Robert J. OSTROWSKI, Appellant, v. STATE of Florida, Appellee.
No. 86-992.
District Court of Appeal of Florida, Second District.
July 8, 1987.
509 So.2d 1246
Robert A. Butterworth, Atty. Gen., Tallahassee, and William I. Munsey, Jr., Asst. Atty. Gen., Tampa, for appellee.
DANAHY, Chief Judge.
Appellant raises two issues in this appeal from his convictions and sentences for battery on a law enforcement officer and resisting an officer with violence. The trial court sentenced him to a total of four years incarceration which was a departure from the presumptive range of community control or twelve to thirty months. Appellant contends that he could not be sentenced for both the battery on the law enforcement officer and the resisting an officer with violence since the latter is a lesser-included offense of the former where they both arose out of the same criminal episode as happened here. He further contends that the reasons given by the trial court to support departure were not clear and convincing. We disagree with his first argument and accordingly affirm his convictions, but we agree that the departure reasons are invalid. Therefore, we vacate his sentence and remand for resentencing within the presumptive range.
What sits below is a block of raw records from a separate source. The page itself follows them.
//! The per-year aggregate row shown beneath the grid after a save.

use serde::{Deserialize, Serialize};

use crate::{
  grade::{LetterGrade, band_for_score},
  record::CourseRecord,
};

/// Column totals for one year plus the average score and its band.
///
/// `total_score` sums each record's committed `total`, so the row is only
/// meaningful right after a commit.
#[derive(Debug, Clone, PartialEq, Serialize, Deserialize)]
pub struct YearSummary {
  pub total_credit:     u32,
  /// Pass/fail courses contribute 0.
  pub total_attendance: u32,
  /// Pass/fail courses contribute 0.
  pub total_assignment: u32,
  pub total_midterm:    u32,
  pub total_final:      u32,
  pub total_score:      u32,
  /// `total_score / record count`, rounded to two decimals.
  pub average:          f64,
  pub average_grade:    LetterGrade,
}

impl YearSummary {
  pub fn from_records(records: &[CourseRecord]) -> Self {
    let sum = |f: fn(&CourseRecord) -> u32| records.iter().map(f).sum::<u32>();
    let coursework = |score: u8, r: &CourseRecord| {
      if r.is_pass_fail() { 0 } else { u32::from(score) }
    };

    let total_score = sum(|r| r.total);
    let average = if records.is_empty() {
      0.0
    } else {
      round2(f64::from(total_score) / records.len() as f64)
    };

    Self {
      total_credit: sum(|r| u32::from(r.credit)),
      total_attendance: records.iter().map(|r| coursework(r.attendance, r)).sum(),
      total_assignment: records.iter().map(|r| coursework(r.assignment, r)).sum(),
      total_midterm: sum(|r| u32::from(r.midterm)),
      total_final: sum(|r| u32::from(r.final_exam)),
      total_score,
      average,
      average_grade: band_for_score(average),
    }
  }
}

fn round2(value: f64) -> f64 { (value * 100.0).round() / 100.0 }
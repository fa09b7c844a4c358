//! TUI rendering — orchestrates all panes.

pub mod grade_table;

use std::time::Instant;

use chrono::Local;
use marks_core::gradebook::Year;
use ratatui::{
  Frame,
  layout::{Constraint, Direction, Layout, Rect},
  style::{Color, Modifier, Style},
  text::{Line, Span},
  widgets::{Block, Borders, Clear, Paragraph, Tabs, Wrap},
};

use crate::app::App;

// ─── Root draw ────────────────────────────────────────────────────────────────

/// Main draw function called each frame.
pub fn draw<S>(f: &mut Frame, app: &App<S>) {
  let area = f.area();

  // Vertical stack: header, body, status bar.
  let rows = Layout::default()
    .direction(Direction::Vertical)
    .constraints([
      Constraint::Length(1), // header
      Constraint::Min(0),    // grid
      Constraint::Length(1), // status bar
    ])
    .split(area);

  draw_header(f, rows[0], app);
  grade_table::draw(f, rows[1], app);
  draw_status(f, rows[2], app);

  if let Some(message) = app.session.alert() {
    draw_alert(f, area, message);
  }
}

// ─── Header ───────────────────────────────────────────────────────────────────

fn draw_header<S>(f: &mut Frame, area: Rect, app: &App<S>) {
  let date = Local::now().format("%Y-%m-%d").to_string();

  let cols = Layout::default()
    .direction(Direction::Horizontal)
    .constraints([
      Constraint::Length(8),
      Constraint::Min(0),
      Constraint::Length(date.len() as u16 + 1),
    ])
    .split(area);

  let bar = Style::default().bg(Color::DarkGray);
  f.render_widget(Block::default().style(bar), area);

  f.render_widget(
    Paragraph::new(Span::styled(
      " marks",
      Style::default()
        .fg(Color::White)
        .add_modifier(Modifier::BOLD),
    )),
    cols[0],
  );

  let titles = Year::ALL.map(|y| format!("Year {y}"));
  let selected = Year::ALL
    .iter()
    .position(|y| *y == app.session.year())
    .unwrap_or_default();
  f.render_widget(
    Tabs::new(titles)
      .select(selected)
      .style(Style::default().fg(Color::Gray))
      .highlight_style(
        Style::default()
          .fg(Color::Black)
          .bg(Color::Cyan)
          .add_modifier(Modifier::BOLD),
      )
      .divider(" "),
    cols[1],
  );

  f.render_widget(
    Paragraph::new(Span::styled(date, Style::default().fg(Color::Gray))),
    cols[2],
  );
}

// ─── Status bar ───────────────────────────────────────────────────────────────

fn draw_status<S>(f: &mut Frame, area: Rect, app: &App<S>) {
  let (mode_label, hints) = if app.session.alert().is_some() {
    ("ALERT", "Enter/Esc dismiss")
  } else if app.input.is_some() {
    ("EDIT", "Type value  Enter apply  Esc cancel")
  } else {
    (
      "GRID",
      "1-3/Tab year  ↑↓←→ move  Enter edit  +/- adjust  Space select  a add  d delete  s save  q quit",
    )
  };

  let (text, text_style) = if let Some(notice) = app.session.visible_notice(Instant::now()) {
    (notice.to_string(), Style::default().fg(Color::Red))
  } else if !app.status_msg.is_empty() {
    (app.status_msg.clone(), Style::default().fg(Color::Yellow))
  } else {
    (hints.to_string(), Style::default().fg(Color::DarkGray))
  };

  let line = Line::from(vec![
    Span::styled(
      format!(" {mode_label} "),
      Style::default()
        .fg(Color::Black)
        .bg(Color::Cyan)
        .add_modifier(Modifier::BOLD),
    ),
    Span::styled(format!("  {text}"), text_style),
  ]);
  f.render_widget(
    Paragraph::new(line).style(Style::default().bg(Color::Black)),
    area,
  );
}

// ─── Alert ────────────────────────────────────────────────────────────────────

fn draw_alert(f: &mut Frame, area: Rect, message: &str) {
  let popup = centered(area, 60, 7);
  let block = Block::default()
    .title(" Duplicate course ")
    .borders(Borders::ALL)
    .border_style(Style::default().fg(Color::Red));

  f.render_widget(Clear, popup);
  f.render_widget(
    Paragraph::new(vec![
      Line::from(message.to_string()),
      Line::from(""),
      Line::from(Span::styled(
        "Press Enter to continue.",
        Style::default().fg(Color::DarkGray),
      )),
    ])
    .wrap(Wrap { trim: true })
    .block(block),
    popup,
  );
}

/// A `width` × `height` rectangle centred in `area`, shrunk to fit.
fn centered(area: Rect, width: u16, height: u16) -> Rect {
  let width = width.min(area.width);
  let height = height.min(area.height);
  Rect {
    x: area.x + (area.width - width) / 2,
    y: area.y + (area.height - height) / 2,
    width,
    height,
  }
}

#[cfg(test)]
mod tests {
  use super::*;

  #[test]
  fn centered_fits_inside_small_areas() {
    let area = Rect::new(0, 0, 40, 5);
    let r = centered(area, 60, 7);
    assert_eq!((r.width, r.height), (40, 5));
    assert_eq!((r.x, r.y), (0, 0));

    let r = centered(Rect::new(0, 0, 100, 30), 60, 7);
    assert_eq!((r.x, r.y), (20, 11));
  }
}
//! SQL schema for the marks SQLite store.
//!
//! Executed once at connection startup. The blob itself carries no schema
//! version; `user_version` only tracks the table layout.

/// Full schema DDL; idempotent thanks to `CREATE TABLE IF NOT EXISTS`.
pub const SCHEMA: &str = "
PRAGMA journal_mode = WAL;

-- One row per key. The gradebook lives under a single key and is
-- rewritten wholesale on every save.
CREATE TABLE IF NOT EXISTS kv (
    key        TEXT PRIMARY KEY,
    value      TEXT NOT NULL,   -- serialised JSON blob
    updated_at TEXT NOT NULL    -- RFC 3339 UTC
);

PRAGMA user_version = 1;
";
//! The gradebook: three academic years of course records.
//!
//! Mutations go through [`Gradebook::add_record`], [`Gradebook::edit`] and
//! [`Gradebook::remove`], which enforce the duplicate rule at mutation time.
//! Data loaded from storage is not re-validated.

use std::collections::BTreeMap;

use serde::{Deserialize, Serialize};
use uuid::Uuid;

use crate::{
  Error, Result,
  grade::compute_grade,
  record::{CourseRecord, FieldEdit, compare_records},
  summary::YearSummary,
};

// ─── Year ────────────────────────────────────────────────────────────────────

/// An academic year. Serialised as its number so the blob reads
/// `{"1": [...], "2": [...], "3": [...]}`.
#[derive(
  Debug, Clone, Copy, PartialEq, Eq, PartialOrd, Ord, Hash, Default, Serialize, Deserialize,
)]
#[serde(try_from = "u8", into = "u8")]
pub enum Year {
  #[default]
  First,
  Second,
  Third,
}

impl Year {
  pub const ALL: [Year; 3] = [Year::First, Year::Second, Year::Third];

  pub fn number(self) -> u8 {
    match self {
      Self::First => 1,
      Self::Second => 2,
      Self::Third => 3,
    }
  }

  /// The following year, wrapping from the third back to the first.
  pub fn next(self) -> Self {
    match self {
      Self::First => Self::Second,
      Self::Second => Self::Third,
      Self::Third => Self::First,
    }
  }
}

impl TryFrom<u8> for Year {
  type Error = Error;

  fn try_from(n: u8) -> Result<Self> {
    match n {
      1 => Ok(Self::First),
      2 => Ok(Self::Second),
      3 => Ok(Self::Third),
      other => Err(Error::InvalidYear(other)),
    }
  }
}

impl From<Year> for u8 {
  fn from(year: Year) -> u8 { year.number() }
}

impl std::fmt::Display for Year {
  fn fmt(&self, f: &mut std::fmt::Formatter<'_>) -> std::fmt::Result {
    write!(f, "{}", self.number())
  }
}

// ─── Duplicate check ─────────────────────────────────────────────────────────

/// Whether `candidate` collides with a record in `records` that still has a
/// passing (or no) grade. The record with id `exclude` is ignored, so an
/// edited record never collides with itself.
pub fn is_duplicate<'a>(
  candidate: &CourseRecord,
  records: impl IntoIterator<Item = &'a CourseRecord>,
  exclude: Option<Uuid>,
) -> bool {
  records.into_iter().any(|r| {
    Some(r.id) != exclude && r.same_course(candidate) && r.blocks_duplicates()
  })
}

// ─── Gradebook ───────────────────────────────────────────────────────────────

#[derive(Debug, Clone, PartialEq, Eq, Serialize, Deserialize)]
#[serde(transparent)]
pub struct Gradebook {
  years: BTreeMap<Year, Vec<CourseRecord>>,
}

impl Default for Gradebook {
  fn default() -> Self {
    Self {
      years: Year::ALL.into_iter().map(|y| (y, Vec::new())).collect(),
    }
  }
}

impl Gradebook {
  /// An empty gradebook with all three years present.
  pub fn new() -> Self { Self::default() }

  /// Decode a persisted blob. Missing years are filled in as empty.
  pub fn from_json(raw: &str) -> Result<Self> {
    let mut book: Self = serde_json::from_str(raw)?;
    for year in Year::ALL {
      book.years.entry(year).or_default();
    }
    Ok(book)
  }

  pub fn to_json(&self) -> Result<String> { Ok(serde_json::to_string(self)?) }

  // ── Reads ─────────────────────────────────────────────────────────────────

  pub fn records(&self, year: Year) -> &[CourseRecord] {
    self.years.get(&year).map(Vec::as_slice).unwrap_or_default()
  }

  /// Every record across all years.
  pub fn all_records(&self) -> impl Iterator<Item = &CourseRecord> {
    self.years.values().flatten()
  }

  pub fn find(&self, year: Year, id: Uuid) -> Option<&CourseRecord> {
    self.records(year).iter().find(|r| r.id == id)
  }

  pub fn len(&self) -> usize { self.years.values().map(Vec::len).sum() }

  pub fn is_empty(&self) -> bool { self.len() == 0 }

  /// Aggregate row for `year`.
  pub fn summary(&self, year: Year) -> YearSummary {
    YearSummary::from_records(self.records(year))
  }

  // ── Mutations ─────────────────────────────────────────────────────────────

  /// Append a default record to `year` and return its id.
  ///
  /// Fails with [`Error::Duplicate`] when a default-looking record (Elective,
  /// Optional, empty subject) that has not failed already exists anywhere.
  pub fn add_record(&mut self, year: Year) -> Result<Uuid> {
    self.insert(year, CourseRecord::new())
  }

  /// Append `record` to `year` after the duplicate check.
  pub fn insert(&mut self, year: Year, record: CourseRecord) -> Result<Uuid> {
    if is_duplicate(&record, self.all_records(), None) {
      return Err(duplicate_error(&record));
    }
    let id = record.id;
    self.years.entry(year).or_default().push(record);
    tracing::debug!(%year, %id, "record added");
    Ok(id)
  }

  /// Remove a record from `year`, returning it if it was present.
  pub fn remove(&mut self, year: Year, id: Uuid) -> Option<CourseRecord> {
    let rows = self.years.get_mut(&year)?;
    let idx = rows.iter().position(|r| r.id == id)?;
    tracing::debug!(%year, %id, "record removed");
    Some(rows.remove(idx))
  }

  /// Apply a field edit to record `id` in `year`.
  ///
  /// Identity edits (category, requirement, subject) are rejected with
  /// [`Error::Duplicate`] when they would collide with another passing record;
  /// the stored record is then left untouched. Returns whether anything
  /// changed.
  pub fn edit(&mut self, year: Year, id: Uuid, edit: FieldEdit) -> Result<bool> {
    let current = self.find(year, id).ok_or(Error::RecordNotFound(id))?;

    let mut updated = current.clone();
    let identity = edit.touches_identity();
    if !updated.apply(edit) {
      return Ok(false);
    }

    if identity && is_duplicate(&updated, self.all_records(), Some(id)) {
      return Err(duplicate_error(&updated));
    }

    if let Some(slot) = self
      .years
      .get_mut(&year)
      .and_then(|rows| rows.iter_mut().find(|r| r.id == id))
    {
      *slot = updated;
    }
    Ok(true)
  }

  /// Recompute every record's total and grade, then sort each year.
  ///
  /// Idempotent: committing twice without edits in between yields the same
  /// gradebook.
  pub fn commit(&mut self) {
    for rows in self.years.values_mut() {
      for record in rows.iter_mut() {
        record.total = record.score_sum();
        record.grade = Some(compute_grade(record.total, record.credit));
      }
      rows.sort_by(compare_records);
    }
    tracing::debug!(records = self.len(), "gradebook committed");
  }

  /// Consuming form of [`Gradebook::commit`].
  pub fn committed(mut self) -> Self {
    self.commit();
    self
  }
}

fn duplicate_error(record: &CourseRecord) -> Error {
  Error::Duplicate {
    category:    record.category,
    requirement: record.requirement,
    subject:     record.subject.clone(),
  }
}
The supreme court has answered appellant‘s first contention in State v. Henriquez, 485 So.2d 414 (Fla. 1986). The court found that battery on a law enforcement officer and resisting an officer with violence are separate offenses. The trial court properly convicted and sentenced appellant for these two crimes.
We affirm appellant‘s convictions for both crimes but vacate his sentences and remand for resentencing within the presumptive range of community control or twelve to thirty months incarceration.
SCHOONOVER and HALL, JJ., concur.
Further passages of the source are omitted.